I grew up singing the Lord's Prayer. One day I stopped singing it because the church at which I worshiped stopped singing it. In place of the singing, the congregation simply said it together. This was not a big deal to me. The priest at the church was my dad, and he had a habit of letting me in on his liturgical thinking. This one was convincing: "The Episcopal service is strange," he explained, "and the Lord's Prayer might be the only part of the service that the guest or newcomer feels comfortable joining." In the overwhelming context of the Eucharist, the Lord's Prayer stares back at the stranger like a solitary familiar face in the midst of the unfamiliar throngs. "Good enough for me," I thought to myself, and I never looked back.
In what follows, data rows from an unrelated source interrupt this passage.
//! Strategy-driven query builder.
//!
//! Every strategy goes through the same three steps:
//!
//! 1. Validate the request (page size ceiling, then non-blank text).
//! 2. Check the index name and assemble the strategy's clause tree.
//! 3. Attach pagination, optional sort and optional source filtering.
//!
//! Building is pure: no I/O, no shared state. Backend-level problems
//! only show up once the query is executed.
//!
//! # Strategies
//!
//! | Strategy | Clause |
//! |----------|--------|
//! | `Filtered` | caller's bool tree in filter context |
//! | `MultiField` | `*` best_fields / single match / best_fields over fields |
//! | `MatchPhrase` | phrase multi_match with slop |
//! | `MatchPhrasePrefix` | phrase_prefix on the first field only |
//! | `Regexp` | case-insensitive regexp per field, OR-ed, filter context |
//! | `Fuzzy` | most_fields multi_match with AUTO fuzziness |
//! | `Wildcard` | case-insensitive wildcard per field, OR-ed, filter context |
//! | `Boosting` | most_fields multi_match over weighted fields |

use crate::core::error::{Result, SearchKitError, ValidationError};
use crate::core::query::dsl::{
    BoolQuery, Clause, FieldSpec, Fuzziness, MultiMatch, MultiMatchType, Operator,
};
use crate::core::query::record::SearchRecord;
use crate::core::query::structured::{SortClause, StructuredQuery};
use crate::core::types::{SearchRequest, MAX_PAGE_SIZE};

/// Query construction strategy
#[derive(Debug, Clone, PartialEq)]
pub enum Strategy {
    /// Caller-built boolean filter, non-scoring
    Filtered(BoolQuery),
    MultiField,
    MatchPhrase,
    MatchPhrasePrefix,
    Regexp,
    Fuzzy,
    Wildcard,
    Boosting,
}

impl Strategy {
    /// Short name used in logs and on the command line
    pub fn name(&self) -> &'static str {
        match self {
            Strategy::Filtered(_) => "handle",
            Strategy::MultiField => "multi-field",
            Strategy::MatchPhrase => "match-phrase",
            Strategy::MatchPhrasePrefix => "match-phrase-prefix",
            Strategy::Regexp => "regexp",
            Strategy::Fuzzy => "fuzzy",
            Strategy::Wildcard => "wildcard",
            Strategy::Boosting => "boosting",
        }
    }
}

/// Reject requests that break a builder precondition
///
/// Page size is checked before the text, so a request failing both
/// reports `PageSizeExceeded`.
pub fn validate_request(request: &SearchRequest) -> std::result::Result<(), ValidationError> {
    if request.page_size > MAX_PAGE_SIZE {
        return Err(ValidationError::PageSizeExceeded {
            size: request.page_size,
            max: MAX_PAGE_SIZE,
        });
    }

    if request.text_search.trim().is_empty() {
        return Err(ValidationError::EmptyQueryText);
    }

    Ok(())
}

/// Compute `(offset, limit)` for a request
pub fn page_window(request: &SearchRequest) -> Result<(usize, usize)> {
    let limit = request.page_size as usize;
    if request.page == 0 {
        return Ok((0, limit));
    }

    let offset = (request.page as usize).checked_mul(limit).ok_or_else(|| {
        SearchKitError::QueryAssembly(format!(
            "offset overflows for page {} with page size {}",
            request.page, request.page_size
        ))
    })?;
    Ok((offset, limit))
}

/// Builds a [`StructuredQuery`] for one index and request
///
/// ```
/// use searchkit::core::query::{QueryBuilder, Strategy};
/// use searchkit::core::types::SearchRequest;
///
/// let request = SearchRequest::new("jeep").with_fields(["name", "description"]);
/// let query = QueryBuilder::new("vehicles", &request)
///     .build(&Strategy::MultiField)
///     .unwrap()
///     .unwrap();
/// assert_eq!(query.offset(), 0);
/// assert_eq!(query.limit(), 50);
/// ```
#[derive(Debug, Clone)]
pub struct QueryBuilder<'a> {
    index: &'a str,
    request: &'a SearchRequest,
    source: Option<Vec<String>>,
}

impl<'a> QueryBuilder<'a> {
    pub fn new(index: &'a str, request: &'a SearchRequest) -> Self {
        Self {
            index,
            request,
            source: None,
        }
    }

    /// Request only the fields declared by `T`
    pub fn for_record<T: SearchRecord>(self) -> Self {
        self.with_source_fields(T::FIELDS.iter().copied())
    }

    /// Request only the given stored fields
    pub fn with_source_fields<I, S>(mut self, fields: I) -> Self
    where
        I: IntoIterator<Item = S>,
        S: Into<String>,
    {
        self.source = Some(fields.into_iter().map(Into::into).collect());
        self
    }

    /// Build a query, reporting every failure
    ///
    /// `Ok(None)` means the strategy has nothing to search with (for
    /// example a wildcard search without fields). It is not an error,
    /// and callers should treat it as "no results".
    pub fn build(&self, strategy: &Strategy) -> Result<Option<StructuredQuery>> {
        validate_request(self.request)?;

        if self.index.trim().is_empty() {
            return Err(SearchKitError::QueryAssembly(
                "index name is blank".to_string(),
            ));
        }

        let (offset, limit) = page_window(self.request)?;
        let Some(clause) = self.assemble(strategy)? else {
            tracing::debug!(
                strategy = strategy.name(),
                index = self.index,
                "strategy produced no clause"
            );
            return Ok(None);
        };

        let sort = self.request.sort_field.as_ref().map(|field| SortClause {
            field: field.clone(),
            direction: self.request.sort_direction.unwrap_or_default(),
        });

        tracing::debug!(
            strategy = strategy.name(),
            index = self.index,
            offset,
            limit,
            sorted = sort.is_some(),
            "built structured query"
        );

        Ok(Some(StructuredQuery::new(
            self.index.to_string(),
            offset,
            limit,
            clause,
            sort,
            self.source.clone(),
        )))
    }

    /// Build a query, collapsing every failure to `None`
    ///
    /// Errors are logged. Use [`build`](Self::build) when the caller
    /// needs to tell a rejected request apart from an empty one.
    pub fn build_lenient(&self, strategy: &Strategy) -> Option<StructuredQuery> {
        match self.build(strategy) {
            Ok(query) => query,
            Err(e) => {
                tracing::error!(
                    strategy = strategy.name(),
                    index = self.index,
                    error = %e,
                    "failed to build search request"
                );
                None
            }
        }
    }

    fn assemble(&self, strategy: &Strategy) -> Result<Option<Clause>> {
        let text = self.request.text_search.trim();
        let fields = parse_fields(&self.request.fields)?;

        let clause = match strategy {
            Strategy::Filtered(filter) => Some(filtered(filter)?),
            Strategy::MultiField => Some(multi_field(text, fields)),
            Strategy::MatchPhrase => Some(match_phrase(text, fields, self.request.slop)),
            Strategy::MatchPhrasePrefix => match_phrase_prefix(
                text,
                fields,
                self.request.slop,
                self.request.max_expansions,
            ),
            Strategy::Regexp => per_field_filter(&fields, |f| Clause::regexp(f, text)),
            Strategy::Fuzzy => Some(fuzzy(text, fields)),
            Strategy::Wildcard => per_field_filter(&fields, |f| Clause::wildcard(f, text)),
            Strategy::Boosting => Some(boosting(text, self.request)?),
        };
        Ok(clause)
    }
}

fn parse_fields(raw: &[String]) -> Result<Vec<FieldSpec>> {
    raw.iter()
        .enumerate()
        .map(|(i, field)| {
            if field.trim().is_empty() {
                return Err(SearchKitError::QueryAssembly(format!(
                    "field name at position {i} is blank"
                )));
            }
            Ok(FieldSpec::parse(field))
        })
        .collect()
}

fn filtered(filter: &BoolQuery) -> Result<Clause> {
    if filter.is_empty() {
        return Err(SearchKitError::QueryAssembly(
            "filter tree has no clauses".to_string(),
        ));
    }
    Ok(BoolQuery::new().filter(filter.clone().into()).into())
}

fn multi_field(text: &str, mut fields: Vec<FieldSpec>) -> Clause {
    match fields.len() {
        0 => MultiMatch::new(text, MultiMatchType::BestFields)
            .field(FieldSpec::new("*"))
            .operator(Operator::Or)
            .into(),
        // A plain `match` has nowhere to carry an inline boost
        1 if fields[0].boost.is_none() => {
            let field = fields.remove(0);
            Clause::matches(field.name, text, Operator::Or)
        }
        _ => with_fields(
            MultiMatch::new(text, MultiMatchType::BestFields).operator(Operator::Or),
            fields,
        )
        .into(),
    }
}

fn match_phrase(text: &str, fields: Vec<FieldSpec>, slop: u32) -> Clause {
    with_fields(
        MultiMatch::new(text, MultiMatchType::Phrase)
            .operator(Operator::Or)
            .slop(slop),
        fields,
    )
    .into()
}

// Only the first listed field takes part; later fields are ignored.
fn match_phrase_prefix(
    text: &str,
    fields: Vec<FieldSpec>,
    slop: u32,
    max_expansions: u32,
) -> Option<Clause> {
    if fields.len() > 1 {
        tracing::debug!(
            ignored = fields.len() - 1,
            "phrase prefix only searches the first listed field"
        );
    }
    let first = fields.into_iter().next()?;
    Some(
        MultiMatch::new(text, MultiMatchType::PhrasePrefix)
            .field(first)
            .slop(slop)
            .max_expansions(max_expansions)
            .into(),
    )
}

fn per_field_filter<F>(fields: &[FieldSpec], leaf: F) -> Option<Clause>
where
    F: Fn(&str) -> Clause,
{
    if fields.is_empty() {
        return None;
    }

    let any_field = fields
        .iter()
        .fold(BoolQuery::new(), |b, f| b.should(leaf(&f.name)));
    Some(BoolQuery::new().filter(any_field.into()).into())
}

fn fuzzy(text: &str, fields: Vec<FieldSpec>) -> Clause {
    with_fields(
        MultiMatch::new(text, MultiMatchType::MostFields)
            .operator(Operator::Or)
            .fuzziness(Fuzziness::Auto),
        fields,
    )
    .into()
}

fn boosting(text: &str, request: &SearchRequest) -> Result<Clause> {
    let mut query = MultiMatch::new(text, MultiMatchType::MostFields).operator(Operator::Or);
    for (field, weight) in &request.field_weights {
        if field.trim().is_empty() {
            return Err(SearchKitError::QueryAssembly(
                "weighted field name is blank".to_string(),
            ));
        }
        if !weight.is_finite() || *weight <= 0.0 {
            return Err(SearchKitError::QueryAssembly(format!(
                "weight for field '{field}' must be positive, got {weight}"
            )));
        }
        query = query.field(FieldSpec::boosted(field.as_str(), *weight));
    }
    Ok(query.into())
}

fn with_fields(query: MultiMatch, fields: Vec<FieldSpec>) -> MultiMatch {
    fields.into_iter().fold(query, MultiMatch::field)
}
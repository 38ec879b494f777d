//! Search command - build a query and run it

use crate::cli::commands::query::RequestArgs;
use crate::cli::output::{self, colors};
use crate::cli::OutputFormat;
use crate::core::backend::{ElasticsearchBackend, SearchBackend, SearchHits, TantivyBackend};
use crate::core::config::Config;
use crate::core::error::Result as CoreResult;
use crate::core::search::SearchExecutor;
use clap::Args;
use serde::Serialize;
use serde_json::Value;
use std::fs;
use std::path::{Path, PathBuf};
use std::sync::Arc;

/// Longest source preview printed per hit
const PREVIEW_CHARS: usize = 100;

/// Arguments for the search command
#[derive(Args, Debug)]
pub struct SearchArgs {
    #[command(flatten)]
    pub request: RequestArgs,

    /// Search a local JSON file (array or one object per line) instead
    /// of the configured cluster
    #[arg(long)]
    pub documents: Option<PathBuf>,
}

/// Search result item
#[derive(Debug, Serialize)]
pub struct SearchResultItem {
    pub rank: usize,
    #[serde(skip_serializing_if = "Option::is_none")]
    pub id: Option<String>,
    #[serde(skip_serializing_if = "Option::is_none")]
    pub score: Option<f32>,
    pub source: Value,
}

/// Search response
#[derive(Debug, Serialize)]
pub struct SearchResponseOutput {
    pub index: String,
    pub strategy: String,
    pub backend: String,
    #[serde(skip_serializing_if = "Option::is_none")]
    pub total: Option<u64>,
    pub results: Vec<SearchResultItem>,
}

/// Read documents from a JSON array file or a JSON-lines file
pub fn load_documents(path: &Path) -> CoreResult<Vec<Value>> {
    let contents = fs::read_to_string(path)?;
    if contents.trim_start().starts_with('[') {
        return Ok(serde_json::from_str(&contents)?);
    }

    contents
        .lines()
        .filter(|line| !line.trim().is_empty())
        .map(|line| serde_json::from_str(line).map_err(Into::into))
        .collect()
}

fn embedded_backend(index: &str, path: &Path) -> CoreResult<TantivyBackend> {
    let documents = load_documents(path)?;
    let fields = TantivyBackend::infer_fields(&documents);
    let field_refs: Vec<&str> = fields.iter().map(String::as_str).collect();

    let mut backend = TantivyBackend::new();
    backend.add_index(index, &field_refs, documents)?;
    Ok(backend)
}

fn preview(source: &Value) -> String {
    let rendered = source.to_string();
    if rendered.chars().count() > PREVIEW_CHARS {
        let cut: String = rendered.chars().take(PREVIEW_CHARS - 3).collect();
        format!("{cut}...")
    } else {
        rendered
    }
}

fn to_output(args: &SearchArgs, backend: &str, hits: SearchHits) -> SearchResponseOutput {
    SearchResponseOutput {
        index: args.request.index.clone(),
        strategy: crate::core::query::Strategy::from(args.request.strategy)
            .name()
            .to_string(),
        backend: backend.to_string(),
        total: hits.total,
        results: hits
            .hits
            .into_iter()
            .enumerate()
            .map(|(i, hit)| SearchResultItem {
                rank: i + 1,
                id: hit.id,
                score: hit.score,
                source: hit.source,
            })
            .collect(),
    }
}

/// Execute the search command
pub async fn execute(
    args: SearchArgs,
    config: &Config,
    format: OutputFormat,
) -> Result<(), Box<dyn std::error::Error>> {
    let request = args.request.to_request(&config.search);
    let query = args.request.build(&request)?;

    let backend: Arc<dyn SearchBackend> = match &args.documents {
        Some(path) => Arc::new(embedded_backend(&args.request.index, path)?),
        None => Arc::new(ElasticsearchBackend::new(&config.backend)?),
    };
    let executor = SearchExecutor::new(backend);

    let hits = match &query {
        Some(query) => executor.hits(query).await?,
        None => {
            output::print_warning("Strategy produced no query; nothing to search");
            SearchHits::empty()
        }
    };
    let output = to_output(&args, executor.backend_name(), hits);

    match format {
        OutputFormat::Human => {
            if output.results.is_empty() {
                println!(
                    "No results found for '{}' in index '{}'",
                    colors::label(&args.request.text),
                    colors::index(&output.index)
                );
            } else {
                let total = output
                    .total
                    .map(|t| format!(" of {}", colors::number(&t.to_string())))
                    .unwrap_or_default();
                println!(
                    "Showing {}{} result(s) in '{}' ({}):\n",
                    colors::number(&output.results.len().to_string()),
                    total,
                    colors::index(&output.index),
                    colors::dim(&output.strategy)
                );

                for result in &output.results {
                    let score = result
                        .score
                        .map(|s| format!("(score: {s:.2})"))
                        .unwrap_or_default();
                    println!(
                        "[{}] {} {}",
                        colors::rank(&result.rank.to_string()),
                        colors::id(result.id.as_deref().unwrap_or("-")),
                        colors::score(&score)
                    );
                    println!("    {}", colors::dim(&preview(&result.source)));
                }
            }
        }
        OutputFormat::Json => {
            println!("{}", serde_json::to_string_pretty(&output)?);
        }
    }

    Ok(())
}
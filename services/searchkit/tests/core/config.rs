// Integration tests for configuration loading

use searchkit::core::config::Config;
use searchkit::core::xdg::XdgDirs;
use serial_test::serial;
use std::env;
use std::fs;
use tempfile::TempDir;

const ENV_VARS: &[&str] = &[
    "SEARCHKIT_CONFIG",
    "SEARCHKIT_BACKEND_HOST",
    "SEARCHKIT_BACKEND_PASSWORD",
    "SEARCHKIT_DEFAULT_PAGE_SIZE",
];

fn clear_env() {
    for var in ENV_VARS {
        env::remove_var(var);
    }
}

fn xdg_in(dir: &TempDir) -> XdgDirs {
    XdgDirs {
        config_dir: dir.path().to_path_buf(),
    }
}

#[test]
#[serial]
fn test_load_defaults_without_files() {
    clear_env();
    let dir = TempDir::new().unwrap();

    let config = Config::load_with_xdg(&xdg_in(&dir)).unwrap();
    assert_eq!(config.backend.base_url(), "http://localhost:9200");
    assert_eq!(config.search.default_page_size, 50);
}

#[test]
#[serial]
fn test_load_xdg_file_then_env_override() {
    clear_env();
    let dir = TempDir::new().unwrap();
    fs::write(
        dir.path().join("config.toml"),
        r#"
            [backend]
            host = "es.from-file"
            port = 9201
            username = "elastic"

            [search]
            default_page_size = 25
        "#,
    )
    .unwrap();

    let config = Config::load_with_xdg(&xdg_in(&dir)).unwrap();
    assert_eq!(config.backend.host, "es.from-file");
    assert_eq!(config.search.default_page_size, 25);

    env::set_var("SEARCHKIT_BACKEND_HOST", "es.from-env");
    env::set_var("SEARCHKIT_BACKEND_PASSWORD", "changeme");
    let config = Config::load_with_xdg(&xdg_in(&dir)).unwrap();
    assert_eq!(config.backend.host, "es.from-env");
    assert_eq!(config.backend.port, 9201);
    assert_eq!(config.backend.password.as_deref(), Some("changeme"));

    clear_env();
}

#[test]
#[serial]
fn test_explicit_config_path_wins() {
    clear_env();
    let xdg_dir = TempDir::new().unwrap();
    fs::write(
        xdg_dir.path().join("config.toml"),
        "[backend]\nhost = \"es.xdg\"\n",
    )
    .unwrap();

    let other = TempDir::new().unwrap();
    let explicit = other.path().join("custom.toml");
    fs::write(&explicit, "[backend]\nhost = \"es.explicit\"\n").unwrap();
    env::set_var("SEARCHKIT_CONFIG", &explicit);

    let config = Config::load_with_xdg(&xdg_in(&xdg_dir)).unwrap();
    assert_eq!(config.backend.host, "es.explicit");

    clear_env();
}

#[test]
#[serial]
fn test_invalid_values_are_rejected() {
    clear_env();
    let dir = TempDir::new().unwrap();
    fs::write(
        dir.path().join("config.toml"),
        "[search]\ndefault_page_size = 5000\n",
    )
    .unwrap();

    let err = Config::load_with_xdg(&xdg_in(&dir)).unwrap_err();
    assert!(err.to_string().contains("page size"));
}

#[test]
#[serial]
fn test_malformed_toml_is_an_error() {
    clear_env();
    let dir = TempDir::new().unwrap();
    fs::write(dir.path().join("config.toml"), "[backend\nhost = ").unwrap();

    assert!(Config::load_with_xdg(&xdg_in(&dir)).is_err());
}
I should probably pause long enough to say that I am not one who gets bent out of shape much over questions of liturgy. I grew up in a Rite I Anglo-Catholic parish with a parochial school whose rhythm was daily prayer. After high school, I went to Wheaton College (God's good sense of humor, and after a brief but formative time in a Canterbury Community engaging the Taize tradition in South Bend, Indiana), subsequently enrolled at Duke Divinity School (a Methodist school with an Anglican Studies program), and have happily lived out the first five-plus years of my ordained ministry in the Episcopal Diocese of West Texas. That is to say I've "gotten around" about as much as is possible for a life-long, cradle Episcopalian. Rather than feel pulled in many directions by these experiences, I have grown to find my patch-work history shaped and centered by the gravity of St Paul's words when he writes:
There is one Body and one Spirit;
There is one hope in God’s call to us;
One Lord, one Faith, one Baptism;
One God and Father of all.
I remember these words and I particularly remember, too, the image of our div school chaplain, Sally Bates, breaking the bread time and again as light streamed in the chapel and speaking the reality that "we, who are many, are one body, for we all partake of the one loaf."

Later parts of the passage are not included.